High Performance Distributed Denial-of-Service Resilient Web Cluster Architecture

摘要

Though the WWW has come a long way since when it was monikered the World Wide Wait, it is still not reliable during heavy workload conditions. Overloads due to sudden arrival of users (flash crowds) is known to exponentially increase download times. More recently, online banks and portals have been the target of Distributed Denial-of-Service (DDoS) attacks, which send a deluge of requests and drive away the legitimate users. These overloads pose a new set of challenges towards efficient operation at enterprises that host web content which this dissertation addresses by combining knowledge of the network as well as server performance. In particular, this dissertation [1] proposes a web hosting architecture consisting of a grid of clusters, to provide high-performance in the presence of standard overload conditions as well as resilience during attacks. The architecture's high-performance component is provided by a server selection framework which selects the "best server" to serve a request as well as allows for an efficient multiplexing of resources across the entire cluster grid.
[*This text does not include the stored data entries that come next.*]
impl MemoryNetwork {
    /// Empty medium.
    pub fn new() -> Self {
        Self::default()
    }

    /// Attach a node owning one interface per address, in index order.
    ///
    /// # Panics
    ///
    /// Panics if an address is already attached.
    pub fn attach(&self, addresses: &[Ipv4Addr]) -> MemoryTransport {
        let (tx, rx) = mpsc::unbounded_channel();
        let mut medium = self.medium.lock();
        for (if_index, address) in addresses.iter().enumerate() {
            if medium.ports.contains_key(address) {
                panic!("address {} attached twice", address);
            }
            medium.ports.insert(
                *address,
                Port {
                    if_index,
                    inbox: tx.clone(),
                },
            );
        }
        MemoryTransport {
            medium: Arc::clone(&self.medium),
            addresses: addresses.to_vec(),
            inbox: rx,
        }
    }

    /// Link two interfaces in both directions.
    pub fn connect(&self, a: Ipv4Addr, b: Ipv4Addr) {
        let mut medium = self.medium.lock();
        medium.links.insert((a, b));
        medium.links.insert((b, a));
    }

    /// Let `from` reach `to` without the reverse direction.
    pub fn connect_one_way(&self, from: Ipv4Addr, to: Ipv4Addr) {
        self.medium.lock().links.insert((from, to));
    }

    /// Remove the link between two interfaces in both directions.
    pub fn disconnect(&self, a: Ipv4Addr, b: Ipv4Addr) {
        let mut medium = self.medium.lock();
        medium.links.remove(&(a, b));
        medium.links.remove(&(b, a));
    }

    /// Make sends from `address` fail (or succeed again).
    pub fn set_failing(&self, address: Ipv4Addr, failing: bool) {
        let mut medium = self.medium.lock();
        if failing {
            medium.failing.insert(address);
        } else {
            medium.failing.remove(&address);
        }
    }

    /// Deliver `payload` to `to` as if `from` had sent it, regardless of
    /// links.
    ///
    /// # Panics
    ///
    /// Panics if `to` is not attached.
    pub fn inject(&self, from: Ipv4Addr, to: Ipv4Addr, payload: Vec<u8>) {
        let medium = self.medium.lock();
        let Some(port) = medium.ports.get(&to) else {
            panic!("inject to unattached address {}", to);
        };
        let _ = port.inbox.send(Datagram {
            neighbor: from,
            if_index: port.if_index,
            payload,
        });
    }

    /// Every datagram sent so far, in order.
    pub fn sent(&self) -> Vec<SentDatagram> {
        self.medium.lock().sent.clone()
    }

    /// Datagrams sent from `address`.
    pub fn sent_from(&self, address: Ipv4Addr) -> Vec<SentDatagram> {
        self.medium
            .lock()
            .sent
            .iter()
            .filter(|datagram| datagram.from == address)
            .cloned()
            .collect()
    }

    /// Forget the send log.
    pub fn clear_sent(&self) {
        self.medium.lock().sent.clear();
    }
}

/// One node's view of a [`MemoryNetwork`]
pub struct MemoryTransport {
    medium: Arc<Mutex<Medium>>,
    addresses: Vec<Ipv4Addr>,
    inbox: mpsc::UnboundedReceiver<Datagram>,
}

impl MemoryTransport {
    /// Addresses of this node's interfaces.
    pub fn addresses(&self) -> &[Ipv4Addr] {
        &self.addresses
    }
}

impl Transport for MemoryTransport {
    async fn recv(&mut self, timeout: Duration) -> Result<Option<Datagram>, NetworkError> {
        match tokio::time::timeout(timeout, self.inbox.recv()).await {
            Err(_) => Ok(None),
            Ok(Some(datagram)) => Ok(Some(datagram)),
            Ok(None) => Err(NetworkError::ReceiveFailed {
                reason: "memory network closed".to_string(),
            }),
        }
    }

    fn send(
        &mut self,
        if_index: usize,
        destination: Ipv4Addr,
        payload: &[u8],
    ) -> Result<(), NetworkError> {
        let from = *self
            .addresses
            .get(if_index)
            .ok_or(NetworkError::UnknownInterface(if_index))?;

        let mut medium = self.medium.lock();
        if medium.failing.contains(&from) {
            return Err(NetworkError::SendFailed {
                if_index,
                reason: "interface down".to_string(),
            });
        }
        medium.sent.push(SentDatagram {
            from,
            if_index,
            destination,
            payload: payload.to_vec(),
        });

        for (&address, port) in &medium.ports {
            if !medium.links.contains(&(from, address)) {
                continue;
            }
            // Receivers that went away are simply unreachable.
            let _ = port.inbox.send(Datagram {
                neighbor: from,
                if_index: port.if_index,
                payload: payload.to_vec(),
            });
        }
        Ok(())
    }
}

#[derive(Default)]
struct RouteLog {
    mutations: Vec<(RouteAction, RouteSpec)>,
    installed: BTreeSet<RouteKey>,
    failing: bool,
}

// BTreeSet ordering key; RouteSpec itself has no total order.
#[derive(Debug, Clone, PartialEq, Eq, PartialOrd, Ord)]
struct RouteKey {
    table: u8,
    destination: Ipv4Addr,
    prefix_len: u8,
    gateway: Option<Ipv4Addr>,
    if_index: Option<usize>,
    kind: u8,
}

impl From<&RouteSpec> for RouteKey {
    fn from(route: &RouteSpec) -> Self {
        Self {
            table: route.table,
            destination: route.destination,
            prefix_len: route.prefix_len,
            gateway: route.gateway,
            if_index: route.if_index,
            kind: route.route_type as u8,
        }
    }
}

/// Route table that records every call
#[derive(Clone, Default)]
pub struct RecordingRouteTable {
    log: Arc<Mutex<RouteLog>>,
}

impl RecordingRouteTable {
    /// Empty table.
    pub fn new() -> Self {
        Self::default()
    }

    /// Every call so far, in order.
    pub fn mutations(&self) -> Vec<(RouteAction, RouteSpec)> {
        self.log.lock().mutations.clone()
    }

    /// Number of calls so far.
    pub fn mutation_count(&self) -> usize {
        self.log.lock().mutations.len()
    }

    /// Calls that touched `destination/prefix_len`.
    pub fn mutations_for(&self, destination: Ipv4Addr, prefix_len: u8) -> Vec<(RouteAction, RouteSpec)> {
        self.log
            .lock()
            .mutations
            .iter()
            .filter(|(_, route)| route.destination == destination && route.prefix_len == prefix_len)
            .cloned()
            .collect()
    }

    /// Whether a route to `destination/prefix_len` is currently installed in
    /// `table`, and via which gateway.
    pub fn installed_via(&self, destination: Ipv4Addr, prefix_len: u8, table: u8) -> Option<Option<Ipv4Addr>> {
        self.log
            .lock()
            .installed
            .iter()
            .find(|key| {
                key.destination == destination && key.prefix_len == prefix_len && key.table == table
            })
            .map(|key| key.gateway)
    }

    /// Number of installed routes.
    pub fn installed_count(&self) -> usize {
        self.log.lock().installed.len()
    }

    /// Make every following call fail (still recorded).
    pub fn set_failing(&self, failing: bool) {
        self.log.lock().failing = failing;
    }

    /// Forget the call log, keeping the installed set.
    pub fn clear_mutations(&self) {
        self.log.lock().mutations.clear();
    }
}

impl RouteTable for RecordingRouteTable {
    fn add_del_route(&mut self, route: &RouteSpec, action: RouteAction) -> Result<(), RouteError> {
        let mut log = self.log.lock();
        log.mutations.push((action, route.clone()));
        if log.failing {
            return Err(RouteError::Rejected {
                destination: route.destination,
                prefix_len: route.prefix_len,
                reason: "route table set to fail".to_string(),
            });
        }
        let key = RouteKey::from(route);
        match action {
            RouteAction::Add => {
                log.installed.insert(key);
            },
            RouteAction::Delete => {
                log.installed.remove(&key);
            },
        }
        Ok(())
    }
}

/// Tunnel call observed by a [`RecordingTunnel`]
#[derive(Debug, Clone, Copy, PartialEq, Eq)]
pub enum TunnelEvent {
    /// `start` was called
    Started {
        /// Gateway address
        gateway: Ipv4Addr,
        /// Gateway class
        gwflags: u8,
    },
    /// `stop` was called while a session was running
    Stopped {
        /// Gateway the session was with
        gateway: Ipv4Addr,
    },
}

#[derive(Default)]
struct TunnelLog {
    events: Vec<TunnelEvent>,
    active: Option<Ipv4Addr>,
    refuse: HashSet<Ipv4Addr>,
}

/// Tunnel collaborator that records every call
#[derive(Clone, Default)]
pub struct RecordingTunnel {
    log: Arc<Mutex<TunnelLog>>,
}

impl RecordingTunnel {
    /// Idle tunnel.
    pub fn new() -> Self {
        Self::default()
    }

    /// Every start/stop so far.
    pub fn events(&self) -> Vec<TunnelEvent> {
        self.log.lock().events.clone()
    }

    /// Gateway of the running session.
    pub fn active(&self) -> Option<Ipv4Addr> {
        self.log.lock().active
    }

    /// Make `start` fail for `gateway`.
    pub fn refuse(&self, gateway: Ipv4Addr) {
        self.log.lock().refuse.insert(gateway);
    }
}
Traditional approaches assume that minimizing network hop count minimizes client latency. In contrast, the proposed mechanism for server selection collects fine-grained server load and network latency measurements and forwards requests to the server that minimizes the total of estimated network and server delays. The architecture's DDoS-resilience is provided via a combination of anomaly detection and scheduling based mitigation of DDoS attacks. In contrast to prior work, the suspicion mechanism assigns a continuous valued vs. binary suspicion measure to each client session, and the scheduler utilizes these values to determine if and when to schedule a session's requests. Via a combination of analytical modeling and testbed experiments over an online bookstore implementation, the performance benefits achieved by the proposed cluster architecture are justified.